Each line holding the string "process" is to be copied from the data.

■ EXTRACTED INFORMATION ■
^^^^^^^^^^^^^^^^

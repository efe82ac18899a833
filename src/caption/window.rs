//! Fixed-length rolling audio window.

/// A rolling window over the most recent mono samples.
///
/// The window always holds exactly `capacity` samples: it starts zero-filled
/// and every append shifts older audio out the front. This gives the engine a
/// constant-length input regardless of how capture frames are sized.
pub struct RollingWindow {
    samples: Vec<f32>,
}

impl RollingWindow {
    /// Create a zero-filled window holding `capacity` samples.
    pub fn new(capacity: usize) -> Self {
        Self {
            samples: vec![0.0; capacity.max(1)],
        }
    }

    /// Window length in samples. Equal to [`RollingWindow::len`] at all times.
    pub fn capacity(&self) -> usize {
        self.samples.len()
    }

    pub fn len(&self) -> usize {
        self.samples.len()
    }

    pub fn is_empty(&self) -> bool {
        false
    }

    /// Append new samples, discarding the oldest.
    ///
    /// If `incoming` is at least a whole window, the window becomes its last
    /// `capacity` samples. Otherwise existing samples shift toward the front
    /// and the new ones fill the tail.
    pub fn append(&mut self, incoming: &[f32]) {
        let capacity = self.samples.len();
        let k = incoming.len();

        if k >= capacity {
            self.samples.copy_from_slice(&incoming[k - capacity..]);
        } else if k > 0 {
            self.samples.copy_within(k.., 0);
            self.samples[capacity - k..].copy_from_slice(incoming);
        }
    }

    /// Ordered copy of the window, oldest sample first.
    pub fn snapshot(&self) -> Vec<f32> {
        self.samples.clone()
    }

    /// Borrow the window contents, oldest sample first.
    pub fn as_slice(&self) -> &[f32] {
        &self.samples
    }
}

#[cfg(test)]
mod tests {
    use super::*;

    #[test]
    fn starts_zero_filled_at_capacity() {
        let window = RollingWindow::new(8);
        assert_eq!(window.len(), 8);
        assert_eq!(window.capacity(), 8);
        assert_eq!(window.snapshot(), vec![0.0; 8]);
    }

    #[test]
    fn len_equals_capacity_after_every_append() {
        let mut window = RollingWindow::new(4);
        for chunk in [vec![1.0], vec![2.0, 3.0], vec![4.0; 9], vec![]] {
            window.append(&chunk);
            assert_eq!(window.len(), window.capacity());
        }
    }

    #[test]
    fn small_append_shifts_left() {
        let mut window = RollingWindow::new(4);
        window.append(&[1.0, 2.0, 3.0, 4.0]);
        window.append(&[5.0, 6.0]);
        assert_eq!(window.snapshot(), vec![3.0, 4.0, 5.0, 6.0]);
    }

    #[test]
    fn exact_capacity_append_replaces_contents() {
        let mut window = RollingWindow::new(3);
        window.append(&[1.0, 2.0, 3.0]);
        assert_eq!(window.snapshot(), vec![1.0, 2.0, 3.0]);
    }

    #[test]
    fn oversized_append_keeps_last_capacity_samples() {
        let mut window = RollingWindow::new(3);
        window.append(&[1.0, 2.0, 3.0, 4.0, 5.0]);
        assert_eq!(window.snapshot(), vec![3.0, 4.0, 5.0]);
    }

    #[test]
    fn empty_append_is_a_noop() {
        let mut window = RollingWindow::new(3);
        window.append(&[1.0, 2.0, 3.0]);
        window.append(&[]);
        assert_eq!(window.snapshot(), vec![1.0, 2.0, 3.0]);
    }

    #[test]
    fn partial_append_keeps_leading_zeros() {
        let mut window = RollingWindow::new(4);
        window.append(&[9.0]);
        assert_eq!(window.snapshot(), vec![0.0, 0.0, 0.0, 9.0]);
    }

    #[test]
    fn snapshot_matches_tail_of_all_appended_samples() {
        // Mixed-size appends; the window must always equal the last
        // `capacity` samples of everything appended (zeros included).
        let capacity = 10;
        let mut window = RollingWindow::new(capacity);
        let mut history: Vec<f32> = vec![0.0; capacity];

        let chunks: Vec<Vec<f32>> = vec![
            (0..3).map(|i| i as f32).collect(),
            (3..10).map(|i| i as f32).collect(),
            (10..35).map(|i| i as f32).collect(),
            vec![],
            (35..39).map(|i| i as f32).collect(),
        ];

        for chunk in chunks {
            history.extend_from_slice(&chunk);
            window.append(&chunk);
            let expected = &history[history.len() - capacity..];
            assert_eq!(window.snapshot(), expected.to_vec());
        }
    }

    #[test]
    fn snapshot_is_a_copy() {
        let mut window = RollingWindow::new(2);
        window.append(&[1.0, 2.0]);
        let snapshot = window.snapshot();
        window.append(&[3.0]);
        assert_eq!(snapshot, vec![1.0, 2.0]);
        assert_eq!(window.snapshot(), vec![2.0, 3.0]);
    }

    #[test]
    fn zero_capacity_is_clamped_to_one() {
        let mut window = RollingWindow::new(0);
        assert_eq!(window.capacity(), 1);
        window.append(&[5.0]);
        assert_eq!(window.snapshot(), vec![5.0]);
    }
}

^^^^^^^^^^^^^^^^

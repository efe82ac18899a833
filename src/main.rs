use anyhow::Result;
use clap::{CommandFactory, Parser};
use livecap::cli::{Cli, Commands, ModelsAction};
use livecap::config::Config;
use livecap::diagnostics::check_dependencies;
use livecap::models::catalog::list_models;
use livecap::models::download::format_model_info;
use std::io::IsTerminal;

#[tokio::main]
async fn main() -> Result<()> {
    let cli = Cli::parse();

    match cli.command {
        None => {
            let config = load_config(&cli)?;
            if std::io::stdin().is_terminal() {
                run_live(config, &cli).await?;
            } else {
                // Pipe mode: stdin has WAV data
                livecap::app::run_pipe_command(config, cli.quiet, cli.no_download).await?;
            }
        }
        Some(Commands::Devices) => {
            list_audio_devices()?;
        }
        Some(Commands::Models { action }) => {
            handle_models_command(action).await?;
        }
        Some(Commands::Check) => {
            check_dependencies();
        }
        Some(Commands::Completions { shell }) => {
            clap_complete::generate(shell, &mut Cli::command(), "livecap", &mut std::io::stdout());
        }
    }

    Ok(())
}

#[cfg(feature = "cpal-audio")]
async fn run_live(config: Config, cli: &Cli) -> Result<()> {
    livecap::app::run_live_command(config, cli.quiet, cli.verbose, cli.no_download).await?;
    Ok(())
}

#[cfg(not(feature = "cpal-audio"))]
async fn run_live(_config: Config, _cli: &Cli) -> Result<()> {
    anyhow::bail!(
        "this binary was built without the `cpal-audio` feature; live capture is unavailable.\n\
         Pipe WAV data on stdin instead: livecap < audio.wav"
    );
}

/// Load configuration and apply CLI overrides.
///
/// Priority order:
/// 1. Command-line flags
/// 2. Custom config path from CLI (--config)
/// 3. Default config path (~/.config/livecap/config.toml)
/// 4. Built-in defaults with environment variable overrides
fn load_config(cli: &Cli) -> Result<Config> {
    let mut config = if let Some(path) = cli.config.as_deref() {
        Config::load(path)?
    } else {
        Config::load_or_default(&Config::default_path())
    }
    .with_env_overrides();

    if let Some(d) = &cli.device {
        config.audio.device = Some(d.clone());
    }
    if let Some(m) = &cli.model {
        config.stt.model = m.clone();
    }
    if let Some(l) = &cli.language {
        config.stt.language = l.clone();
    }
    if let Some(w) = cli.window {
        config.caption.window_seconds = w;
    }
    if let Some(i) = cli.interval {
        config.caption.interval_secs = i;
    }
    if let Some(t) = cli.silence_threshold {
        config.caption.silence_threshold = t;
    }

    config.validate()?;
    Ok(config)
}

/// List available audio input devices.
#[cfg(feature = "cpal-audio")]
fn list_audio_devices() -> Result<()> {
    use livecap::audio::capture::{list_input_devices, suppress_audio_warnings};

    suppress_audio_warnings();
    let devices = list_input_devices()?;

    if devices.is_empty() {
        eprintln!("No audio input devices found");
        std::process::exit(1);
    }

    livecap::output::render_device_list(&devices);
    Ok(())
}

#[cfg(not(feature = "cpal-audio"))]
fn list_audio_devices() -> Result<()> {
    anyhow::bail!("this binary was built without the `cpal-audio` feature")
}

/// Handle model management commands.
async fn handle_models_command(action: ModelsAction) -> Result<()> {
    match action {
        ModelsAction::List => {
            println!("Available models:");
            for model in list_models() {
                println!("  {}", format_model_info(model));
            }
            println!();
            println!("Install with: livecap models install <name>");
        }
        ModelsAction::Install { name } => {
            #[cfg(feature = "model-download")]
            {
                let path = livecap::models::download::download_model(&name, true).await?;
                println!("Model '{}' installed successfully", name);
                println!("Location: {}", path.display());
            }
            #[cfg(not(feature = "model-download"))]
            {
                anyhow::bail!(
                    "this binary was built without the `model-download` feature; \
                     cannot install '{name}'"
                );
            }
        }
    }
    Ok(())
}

^^^^^^^^^^^^^^^^

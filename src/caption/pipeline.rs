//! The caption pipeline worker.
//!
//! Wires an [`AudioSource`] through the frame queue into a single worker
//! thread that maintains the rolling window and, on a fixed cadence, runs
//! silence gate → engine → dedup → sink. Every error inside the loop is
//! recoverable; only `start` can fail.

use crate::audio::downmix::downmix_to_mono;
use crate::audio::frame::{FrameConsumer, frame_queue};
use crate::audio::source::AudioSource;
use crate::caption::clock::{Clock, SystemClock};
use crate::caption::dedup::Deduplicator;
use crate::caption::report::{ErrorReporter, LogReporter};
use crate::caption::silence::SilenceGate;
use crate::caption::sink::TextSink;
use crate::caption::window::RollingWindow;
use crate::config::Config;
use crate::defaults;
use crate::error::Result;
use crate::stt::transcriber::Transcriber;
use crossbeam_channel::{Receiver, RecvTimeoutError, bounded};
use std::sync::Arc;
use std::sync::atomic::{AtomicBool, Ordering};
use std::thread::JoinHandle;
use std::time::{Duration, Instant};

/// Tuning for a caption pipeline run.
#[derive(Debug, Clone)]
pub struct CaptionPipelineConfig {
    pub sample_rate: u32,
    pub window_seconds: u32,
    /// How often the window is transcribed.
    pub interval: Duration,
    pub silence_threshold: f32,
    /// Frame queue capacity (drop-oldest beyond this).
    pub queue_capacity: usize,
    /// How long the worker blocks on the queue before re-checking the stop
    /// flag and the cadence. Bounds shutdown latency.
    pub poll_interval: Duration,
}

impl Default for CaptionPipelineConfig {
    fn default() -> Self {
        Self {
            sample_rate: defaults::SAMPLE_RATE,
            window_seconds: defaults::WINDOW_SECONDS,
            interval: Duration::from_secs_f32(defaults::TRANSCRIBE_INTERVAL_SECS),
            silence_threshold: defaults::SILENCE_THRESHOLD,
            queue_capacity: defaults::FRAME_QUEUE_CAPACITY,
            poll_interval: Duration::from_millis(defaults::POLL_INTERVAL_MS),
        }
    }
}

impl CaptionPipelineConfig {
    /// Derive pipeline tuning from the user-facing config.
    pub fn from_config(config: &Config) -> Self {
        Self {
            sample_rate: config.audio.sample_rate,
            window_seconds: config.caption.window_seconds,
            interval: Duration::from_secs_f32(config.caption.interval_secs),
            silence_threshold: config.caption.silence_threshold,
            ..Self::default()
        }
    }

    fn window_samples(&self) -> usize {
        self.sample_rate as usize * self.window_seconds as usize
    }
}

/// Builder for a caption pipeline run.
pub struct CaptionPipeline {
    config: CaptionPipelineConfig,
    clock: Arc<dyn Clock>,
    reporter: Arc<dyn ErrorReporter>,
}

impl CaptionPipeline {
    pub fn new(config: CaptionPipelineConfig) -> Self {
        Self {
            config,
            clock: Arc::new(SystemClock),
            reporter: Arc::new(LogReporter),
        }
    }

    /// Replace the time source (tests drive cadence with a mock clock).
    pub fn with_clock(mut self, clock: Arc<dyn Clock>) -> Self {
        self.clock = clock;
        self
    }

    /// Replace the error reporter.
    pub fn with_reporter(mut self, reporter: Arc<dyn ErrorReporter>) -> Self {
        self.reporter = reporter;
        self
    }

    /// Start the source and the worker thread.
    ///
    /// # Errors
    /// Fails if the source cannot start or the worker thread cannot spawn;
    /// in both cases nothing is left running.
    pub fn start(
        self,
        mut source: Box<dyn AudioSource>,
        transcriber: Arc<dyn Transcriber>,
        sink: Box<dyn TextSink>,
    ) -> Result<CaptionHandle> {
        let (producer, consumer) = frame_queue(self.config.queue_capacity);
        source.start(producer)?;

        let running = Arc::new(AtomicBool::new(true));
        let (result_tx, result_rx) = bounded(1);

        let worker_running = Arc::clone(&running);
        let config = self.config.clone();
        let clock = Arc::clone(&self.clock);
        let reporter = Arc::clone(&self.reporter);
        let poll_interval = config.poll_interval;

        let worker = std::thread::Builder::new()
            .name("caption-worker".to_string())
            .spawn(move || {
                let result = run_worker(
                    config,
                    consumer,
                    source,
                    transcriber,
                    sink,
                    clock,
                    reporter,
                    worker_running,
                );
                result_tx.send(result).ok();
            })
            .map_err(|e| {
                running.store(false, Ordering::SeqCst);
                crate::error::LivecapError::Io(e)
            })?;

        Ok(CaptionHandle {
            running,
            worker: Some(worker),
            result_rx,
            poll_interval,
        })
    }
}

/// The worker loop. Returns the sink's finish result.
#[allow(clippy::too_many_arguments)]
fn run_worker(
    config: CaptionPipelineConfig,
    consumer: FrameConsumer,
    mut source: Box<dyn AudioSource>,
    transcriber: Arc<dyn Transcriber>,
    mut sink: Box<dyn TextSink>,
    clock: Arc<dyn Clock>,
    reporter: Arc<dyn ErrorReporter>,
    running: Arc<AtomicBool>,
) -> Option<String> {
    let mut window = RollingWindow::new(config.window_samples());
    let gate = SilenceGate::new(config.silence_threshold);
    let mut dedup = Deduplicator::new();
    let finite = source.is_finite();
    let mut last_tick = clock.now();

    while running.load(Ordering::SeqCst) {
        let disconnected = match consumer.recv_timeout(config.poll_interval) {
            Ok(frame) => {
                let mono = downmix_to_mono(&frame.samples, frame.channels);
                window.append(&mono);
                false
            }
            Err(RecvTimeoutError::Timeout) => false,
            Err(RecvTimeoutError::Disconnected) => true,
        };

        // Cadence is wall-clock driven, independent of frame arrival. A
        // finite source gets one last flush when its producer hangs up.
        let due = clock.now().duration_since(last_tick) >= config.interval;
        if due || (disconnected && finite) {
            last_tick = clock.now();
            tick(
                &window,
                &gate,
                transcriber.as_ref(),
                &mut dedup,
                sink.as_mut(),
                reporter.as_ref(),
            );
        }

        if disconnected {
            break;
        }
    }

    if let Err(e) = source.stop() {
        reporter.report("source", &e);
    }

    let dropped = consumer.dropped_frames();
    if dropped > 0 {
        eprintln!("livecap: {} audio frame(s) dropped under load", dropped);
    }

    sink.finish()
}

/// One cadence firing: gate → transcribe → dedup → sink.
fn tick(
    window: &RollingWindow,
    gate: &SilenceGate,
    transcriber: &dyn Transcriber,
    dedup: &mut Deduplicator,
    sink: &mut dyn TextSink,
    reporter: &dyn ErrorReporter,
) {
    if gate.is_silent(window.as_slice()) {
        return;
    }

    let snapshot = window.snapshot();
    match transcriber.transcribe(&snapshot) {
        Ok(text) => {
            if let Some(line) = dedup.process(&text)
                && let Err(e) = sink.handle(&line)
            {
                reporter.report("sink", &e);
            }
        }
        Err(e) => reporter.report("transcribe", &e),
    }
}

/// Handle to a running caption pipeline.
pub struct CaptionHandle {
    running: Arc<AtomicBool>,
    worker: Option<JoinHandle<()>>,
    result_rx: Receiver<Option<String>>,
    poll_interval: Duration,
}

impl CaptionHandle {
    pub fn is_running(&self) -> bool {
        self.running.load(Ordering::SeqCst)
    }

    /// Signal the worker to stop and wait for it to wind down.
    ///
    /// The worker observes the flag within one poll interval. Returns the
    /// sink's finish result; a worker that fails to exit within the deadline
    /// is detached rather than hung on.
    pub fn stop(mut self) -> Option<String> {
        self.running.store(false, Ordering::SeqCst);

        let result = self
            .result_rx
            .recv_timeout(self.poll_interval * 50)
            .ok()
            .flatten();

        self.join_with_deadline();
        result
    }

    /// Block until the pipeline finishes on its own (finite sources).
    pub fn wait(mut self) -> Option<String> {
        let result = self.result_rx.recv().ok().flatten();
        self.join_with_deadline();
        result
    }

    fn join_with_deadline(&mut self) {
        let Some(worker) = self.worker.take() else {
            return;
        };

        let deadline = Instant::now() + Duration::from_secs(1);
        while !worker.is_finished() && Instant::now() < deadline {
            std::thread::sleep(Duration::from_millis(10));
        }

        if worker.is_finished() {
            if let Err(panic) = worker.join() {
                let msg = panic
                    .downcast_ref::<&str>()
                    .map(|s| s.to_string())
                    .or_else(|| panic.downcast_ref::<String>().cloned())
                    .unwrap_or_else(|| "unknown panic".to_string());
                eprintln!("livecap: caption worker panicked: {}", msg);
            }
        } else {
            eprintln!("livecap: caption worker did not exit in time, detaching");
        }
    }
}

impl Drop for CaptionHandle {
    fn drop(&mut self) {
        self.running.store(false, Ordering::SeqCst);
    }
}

^^^^^^^^^^^^^^^^

■ RESPONSE FOR THIS EXERCISE ■
        std::process::exit(1);
            if let Some(line) = dedup.process(&text)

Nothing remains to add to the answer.